L’introduzione ha comunque evidenziato un fatto che ci deve far riflettere: questa Azienda pur essendo di stampo padronale e che in larga misura interpreta e applica a suo modo la Contrattazione Integrativa, si può dire che finora, non ha mai fatto nessuna forzatura nel disdire il CIA in vigore, pertanto spetta a noi riprendere l’iniziativa per riaprire il tavolo della trattativa.
Per fare questo è stato detto che necessita strutturarci al meglio e ripensare nuove modalità e nuove iniziative mirate. Quindi ricercare e definire un Programma di Lavoro rispondente alle trasformazioni in atto e ai reali bisogni dei lavoratori e dei consumatori, consapevoli che dobbiamo essere in grado di riconquistare una maggiore rappresentatività e rappresentanza dei lavoratori, quale condizione indispensabile per realizzare una seria Contrattazione di Secondo Livello Aziendale, utile per governare al meglio tali processi.
Il dibattito ha registrato l’intervento di tutte le strutture presenti.
Riassumendo sommariamente le cose dette dai vari interventi, possiamo dire che ognuno ha evidenziato le problematiche particolari che si registrano nei loro territori.
Di fatto alcuni hanno posto l’inadeguatezza dei delegati nella gestione e applicazione del CIA, ed una scarsa partecipazione dei lavoratori alle Assemblee; alcuni hanno rimarcato la difficoltà nel governare gli orari e come affrontare il lavoro domenicale; altri hanno posto la questione della sicurezza e salute; infine tutti hanno condiviso la necessità di coordinarci e strutturarci al meglio.
L’intervento conclusivo del Seg.

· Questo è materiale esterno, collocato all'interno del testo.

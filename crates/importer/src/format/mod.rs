pub mod models;
pub mod validator;
use axum::{
    Extension, Json,
    extract::{Path, Query, State},
    http::StatusCode,
    response::{IntoResponse, Response},
};
use storage::{
    Database,
    dto::goal::{
        CreateGoalRequest, FeedbackRequest, GoalFilter, MilestoneInput, ProgressUpdateRequest,
        UpdateGoalRequest,
    },
    models::Goal,
};
use uuid::Uuid;
use validator::Validate;

use crate::error::WebError;
use crate::middleware::auth::AuthUser;

use super::services;

#[utoipa::path(
    get,
    path = "/api/athletes/{id}/goals",
    params(
        ("id" = Uuid, Path, description = "Athlete ID"),
        GoalFilter
    ),
    security(
        ("bearer_auth" = [])
    ),
    responses(
        (status = 200, description = "Goals visible to the caller", body = Vec<Goal>),
        (status = 404, description = "Athlete not found")
    ),
    tag = "goals"
)]
pub async fn list_goals(
    State(db): State<Database>,
    Extension(user): Extension<AuthUser>,
    Path(id): Path<Uuid>,
    Query(filter): Query<GoalFilter>,
) -> Result<Response, WebError> {
    let goals = services::list_goals(db.pool(), &user, id, &filter).await?;

    Ok(Json(goals).into_response())
}

#[utoipa::path(
    post,
    path = "/api/athletes/{id}/goals",
    params(
        ("id" = Uuid, Path, description = "Athlete ID")
    ),
    request_body = CreateGoalRequest,
    security(
        ("bearer_auth" = [])
    ),
    responses(
        (status = 201, description = "Goal created", body = Goal),
        (status = 400, description = "Validation error"),
        (status = 403, description = "Forbidden"),
        (status = 404, description = "Athlete not found")
    ),
    tag = "goals"
)]
pub async fn create_goal(
    State(db): State<Database>,
    Extension(user): Extension<AuthUser>,
    Path(id): Path<Uuid>,
    Json(req): Json<CreateGoalRequest>,
) -> Result<Response, WebError> {
    req.validate()?;

    let goal = services::create_goal(db.pool(), &user, id, &req).await?;

    Ok((StatusCode::CREATED, Json(goal)).into_response())
}

#[utoipa::path(
    get,
    path = "/api/goals/{goal_id}",
    params(
        ("goal_id" = Uuid, Path, description = "Goal ID")
    ),
    security(
        ("bearer_auth" = [])
    ),
    responses(
        (status = 200, description = "Goal found", body = Goal),
        (status = 403, description = "Forbidden"),
        (status = 404, description = "Goal not found")
    ),
    tag = "goals"
)]
pub async fn get_goal(
    State(db): State<Database>,
    Extension(user): Extension<AuthUser>,
    Path(goal_id): Path<Uuid>,
) -> Result<Response, WebError> {
    let goal = services::get_goal(db.pool(), &user, goal_id).await?;

    Ok(Json(goal).into_response())
}

#[utoipa::path(
    put,
    path = "/api/goals/{goal_id}",
    params(
        ("goal_id" = Uuid, Path, description = "Goal ID")
    ),
    request_body = UpdateGoalRequest,
    security(
        ("bearer_auth" = [])
    ),
    responses(
        (status = 200, description = "Goal updated", body = Goal),
        (status = 400, description = "Validation error"),
        (status = 403, description = "Forbidden"),
        (status = 404, description = "Goal not found")
    ),
    tag = "goals"
)]
pub async fn update_goal(
    State(db): State<Database>,
    Extension(user): Extension<AuthUser>,
    Path(goal_id): Path<Uuid>,
    Json(req): Json<UpdateGoalRequest>,
) -> Result<Response, WebError> {
    req.validate()?;

    let goal = services::update_goal(db.pool(), &user, goal_id, &req).await?;

    Ok(Json(goal).into_response())
}

#[utoipa::path(
    delete,
    path = "/api/goals/{goal_id}",
    params(
        ("goal_id" = Uuid, Path, description = "Goal ID")
    ),
    security(
        ("bearer_auth" = [])
    ),
    responses(
        (status = 204, description = "Goal deleted"),
        (status = 403, description = "Forbidden"),
        (status = 404, description = "Goal not found")
    ),
    tag = "goals"
)]
pub async fn delete_goal(
    State(db): State<Database>,
    Extension(user): Extension<AuthUser>,
    Path(goal_id): Path<Uuid>,
) -> Result<Response, WebError> {
    services::delete_goal(db.pool(), &user, goal_id).await?;

    Ok(StatusCode::NO_CONTENT.into_response())
}

#[utoipa::path(
    post,
    path = "/api/goals/{goal_id}/progress",
    params(
        ("goal_id" = Uuid, Path, description = "Goal ID")
    ),
    request_body = ProgressUpdateRequest,
    security(
        ("bearer_auth" = [])
    ),
    responses(
        (status = 200, description = "Progress recorded", body = Goal),
        (status = 400, description = "Validation error or zero target"),
        (status = 403, description = "Forbidden"),
        (status = 404, description = "Goal not found")
    ),
    tag = "goals"
)]
pub async fn record_progress(
    State(db): State<Database>,
    Extension(user): Extension<AuthUser>,
    Path(goal_id): Path<Uuid>,
    Json(req): Json<ProgressUpdateRequest>,
) -> Result<Response, WebError> {
    req.validate()?;

    let goal = services::record_progress(db.pool(), &user, goal_id, &req).await?;

    Ok(Json(goal).into_response())
}

#[utoipa::path(
    post,
    path = "/api/goals/{goal_id}/milestones",
    params(
        ("goal_id" = Uuid, Path, description = "Goal ID")
    ),
    request_body = MilestoneInput,
    security(
        ("bearer_auth" = [])
    ),
    responses(
        (status = 201, description = "Milestone added", body = Goal),
        (status = 400, description = "Validation error"),
        (status = 403, description = "Forbidden"),
        (status = 404, description = "Goal not found")
    ),
    tag = "goals"
)]
pub async fn add_milestone(
    State(db): State<Database>,
    Extension(user): Extension<AuthUser>,
    Path(goal_id): Path<Uuid>,
    Json(req): Json<MilestoneInput>,
) -> Result<Response, WebError> {
    req.validate()?;

    let goal = services::add_milestone(db.pool(), &user, goal_id, &req).await?;

    Ok((StatusCode::CREATED, Json(goal)).into_response())
}

#[utoipa::path(
    post,
    path = "/api/goals/{goal_id}/feedback",
    params(
        ("goal_id" = Uuid, Path, description = "Goal ID")
    ),
    request_body = FeedbackRequest,
    security(
        ("bearer_auth" = [])
    ),
    responses(
        (status = 201, description = "Feedback added", body = Goal),
        (status = 400, description = "Validation error"),
        (status = 403, description = "Only the athlete's coach may review"),
        (status = 404, description = "Goal not found")
    ),
    tag = "goals"
)]
pub async fn add_feedback(
    State(db): State<Database>,
    Extension(user): Extension<AuthUser>,
    Path(goal_id): Path<Uuid>,
    Json(req): Json<FeedbackRequest>,
) -> Result<Response, WebError> {
    req.validate()?;

    let goal = services::add_feedback(db.pool(), &user, goal_id, &req).await?;

    Ok((StatusCode::CREATED, Json(goal)).into_response())
}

Gen. Martini ha colto e ripreso tutte le problematiche emerse dalla discussione, confermando innanzitutto la necessità di rilanciare il Coordinamento, il suo ruolo, la sua struttura e il suo funzionamento. Ha inoltre evidenziato l’importanza del tesseramento e proselitismo, ritenendo utile fare iniziative mirate.
In merito alla ripresa del negoziato per il rinnovo del CIA, ritiene necessario riannodare le fila sulle questioni lasciate in sospeso (orari, lavoro domenicale e festivo, salute e sicurezza) cercano di passare dalle contrapposizioni alla ricerca di possibili punti di approdo.
Pertanto alla luce di quanto sopra si è deciso di approntare un Piano di Lavoro, definendo un percorso, fissando degli appuntamenti mirati, di carattere seminariale e formativo su tematiche specifiche.
Un Programma di Lavoro che quanto prima verrà sottoposto alla vostra valutazione.
Vi comunichiamo che un primo incontro con l’Azienda e le Segreterie Nazionali è fissato per il giorno 6 febbraio p.v. dove ci verrà presentato il piano di formazione Forte.
Potrebbe essere questo un momento propizio per verificare la disponibilità di riavviare un confronto sulle questioni lasciate in sospeso.